They said none of it happened.
The police reports vanished. The news stories stopped. Miles County went quiet overnight, and suddenly, you and Sienna Shaw were the only two people still talking about Art the Clown.
That’s why you were here—white walls, fluorescent lights, and doctors who smiled too long when they told you that “trauma creates hallucinations.”
Sienna sat beside you in the common room, eyes fixed on the window where the world outside looked almost too bright to be real. Her hospital bracelet clicked softly as she turned her wrist.
“They really think we made it up,” she muttered.
You glanced at the orderly watching from the doorway. “They don’t think, Sienna. They know what they want to believe.”

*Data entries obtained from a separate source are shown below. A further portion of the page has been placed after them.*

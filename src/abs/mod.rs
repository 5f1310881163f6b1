//! This module contains the thin layer over SDL2 and OpenGL: window management,
//! the graphics calls the program makes, geometry upload and drawing.

pub mod app;
pub mod gl;
pub mod mesh;
pub mod renderer;

#[cfg(test)]
pub mod recording;

pub use app::*;
pub use gl::*;
pub use mesh::*;
pub use renderer::*;
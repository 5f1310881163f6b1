use log::{error, info};

use crate::abs::App;
use crate::asset::{DisplaySettings, SceneDef};
use crate::error::Result;

mod abs;
mod asset;
mod error;
mod game;
mod logging;

const DISPLAY_JSON: &str = include_str!("assets/display.json");
const SCENE_JSON: &str = include_str!("assets/scene.json");

fn start() -> Result<u64> {
    let settings = DisplaySettings::from_json(DISPLAY_JSON)?;
    let scene = SceneDef::from_json(SCENE_JSON)?;
    scene.validate()?;

    let app = App::new(&settings)?;
    game::run(app, &scene)
}

fn main() {
    if let Err(e) = logging::init(logging::default_level()) {
        eprintln!("{e}");
    }

    match start() {
        Ok(frames) => info!("Exited cleanly after {frames} frames"),
        Err(e) => {
            error!("{e}");
            std::process::exit(1);
        }
    }
}
//! Error types.
//!
//! Every error in this program is fatal: it is logged once in `main` and the
//! process exits with a non-zero code.

use thiserror::Error;

/// Everything that can go wrong between startup and shutdown.
#[derive(Error, Debug)]
pub enum Error {
    /// SDL2 failed to initialize, create the window or create the GL context.
    #[error("SDL error: {0}")]
    Sdl(String),

    /// The graphics API refused to hand out a vertex array or buffer handle.
    #[error("Failed to allocate GPU resource: {0}")]
    Allocation(String),

    /// An embedded asset is not valid JSON or has the wrong shape.
    #[error("Failed to parse asset: {0}")]
    Asset(#[from] serde_json::Error),

    /// A model in the scene asset references geometry that does not exist.
    #[error("Invalid scene: {0}")]
    Validation(#[from] ValidationError),

    /// The logger could not be installed.
    #[error("Failed to set up logging: {0}")]
    Logger(#[from] log::SetLoggerError),
}

/// Problems found when checking a model's geometry before upload.
#[derive(Error, Debug, Clone, PartialEq, Eq)]
pub enum ValidationError {
    #[error("model '{model}': index {index} at position {position} is out of range for {vertex_count} vertices")]
    IndexOutOfRange {
        model: String,
        position: usize,
        index: u32,
        vertex_count: usize,
    },

    #[error("model '{model}': {index_count} indices do not form whole triangles")]
    IncompleteTriangle { model: String, index_count: usize },
}

pub type Result<T> = std::result::Result<T, Error>;
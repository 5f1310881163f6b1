//! Logger setup.

use log::LevelFilter;

use crate::error::Result;

/// Log level used when none is given: everything in debug builds, `Info` and
/// up in release builds.
pub fn default_level() -> LevelFilter {
    if cfg!(debug_assertions) {
        LevelFilter::Debug
    } else {
        LevelFilter::Info
    }
}

fn format_line(time: &str, level: log::Level, target: &str, message: &std::fmt::Arguments) -> String {
    format!("[{time} {level:<5} {target}] {message}")
}

/// Sends log records to stdout, prefixed with the local time, level and
/// module. Only this crate logs below `Warn`.
pub fn init(level: LevelFilter) -> Result<()> {
    fern::Dispatch::new()
        .format(|out, message, record| {
            let time = chrono::Local::now().format("%H:%M:%S%.3f").to_string();
            out.finish(format_args!(
                "{}",
                format_line(&time, record.level(), record.target(), message)
            ))
        })
        .level(LevelFilter::Warn)
        .level_for(env!("CARGO_CRATE_NAME"), level)
        .chain(std::io::stdout())
        .apply()?;
    Ok(())
}
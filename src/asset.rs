//! Embedded assets.
//!
//! Window settings and the scene to draw are JSON files compiled into the
//! binary. This module parses them into [`DisplaySettings`] and [`SceneDef`].

use glam::{Vec3, Vec4};
use indexmap::IndexMap;

use crate::error::{Result, ValidationError};

/// How the window and its OpenGL context are created.
#[derive(Debug, Clone, PartialEq, serde::Deserialize)]
#[serde(default)]
pub struct DisplaySettings {
    pub title: String,
    pub width: u32,
    pub height: u32,
    /// Upper bound on frames per second, `0` disables the cap.
    pub fps_cap: u32,
    pub vsync: bool,
    pub gl_version: (u8, u8),
    pub core_profile: bool,
}

impl Default for DisplaySettings {
    fn default() -> Self {
        Self {
            title: "Our First Display".to_string(),
            width: 1280,
            height: 720,
            fps_cap: 120,
            vsync: true,
            gl_version: (3, 3),
            core_profile: true,
        }
    }
}

impl DisplaySettings {
    pub fn from_json(s: &str) -> Result<Self> {
        Ok(serde_json::from_str(s)?)
    }
}

#[derive(Debug, serde::Deserialize)]
struct RawModelDef {
    positions: Vec<[f32; 3]>,
    indices: Vec<u32>,
}

#[derive(Debug, serde::Deserialize)]
struct RawSceneDef {
    #[serde(default = "default_clear_color")]
    clear_color: [f32; 4],
    models: IndexMap<String, RawModelDef>,
}

fn default_clear_color() -> [f32; 4] {
    [1.0, 0.0, 0.0, 1.0]
}

/// Geometry of one model: vertex positions and the triangles connecting them.
#[derive(Debug, Clone, PartialEq)]
pub struct ModelDef {
    pub positions: Vec<Vec3>,
    pub indices: Vec<u32>,
}

impl ModelDef {
    /// Positions as a flat list of xyz floats, ready for upload.
    pub fn flat_positions(&self) -> Vec<f32> {
        self.positions.iter().flat_map(|p| p.to_array()).collect()
    }
}

/// Everything drawn each frame, in draw order.
#[derive(Debug, Clone, PartialEq)]
pub struct SceneDef {
    pub clear_color: Vec4,
    pub models: IndexMap<String, ModelDef>,
}

impl SceneDef {
    pub fn from_json(s: &str) -> Result<Self> {
        let raw: RawSceneDef = serde_json::from_str(s)?;
        let models = raw
            .models
            .into_iter()
            .map(|(name, def)| {
                let model = ModelDef {
                    positions: def.positions.into_iter().map(Vec3::from).collect(),
                    indices: def.indices,
                };
                (name, model)
            })
            .collect();
        Ok(Self {
            clear_color: Vec4::from(raw.clear_color),
            models,
        })
    }

    /// Checks that every model's indices form whole triangles and only refer to
    /// vertices that exist.
    pub fn validate(&self) -> std::result::Result<(), ValidationError> {
        for (name, model) in &self.models {
            if !model.indices.len().is_multiple_of(3) {
                return Err(ValidationError::IncompleteTriangle {
                    model: name.clone(),
                    index_count: model.indices.len(),
                });
            }
            let vertex_count = model.positions.len();
            if let Some((position, &index)) = model
                .indices
                .iter()
                .enumerate()
                .find(|&(_, &index)| index as usize >= vertex_count)
            {
                return Err(ValidationError::IndexOutOfRange {
                    model: name.clone(),
                    position,
                    index,
                    vertex_count,
                });
            }
        }
        Ok(())
    }
}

She turned to you then—tired, angry, the spark in her eyes still there beneath the haze of medication. “Art killed people. We saw it. How can they erase that?”
You didn’t have an answer.
Days passed in a numb routine—therapy sessions, group talks, white tablets at breakfast. The doctors called your memories “delusions of shared psychosis.” They said you and Sienna had built a fantasy together to make sense of “a mass hysteria incident.”
But at night, when the halls were silent, you’d hear it. A faint squeak of shoes in the distance. A laugh, muffled behind the walls.
At first, you thought it was the meds. Then you saw Sienna’s eyes go wide one evening during lights-out.
“You heard it too,” she whispered.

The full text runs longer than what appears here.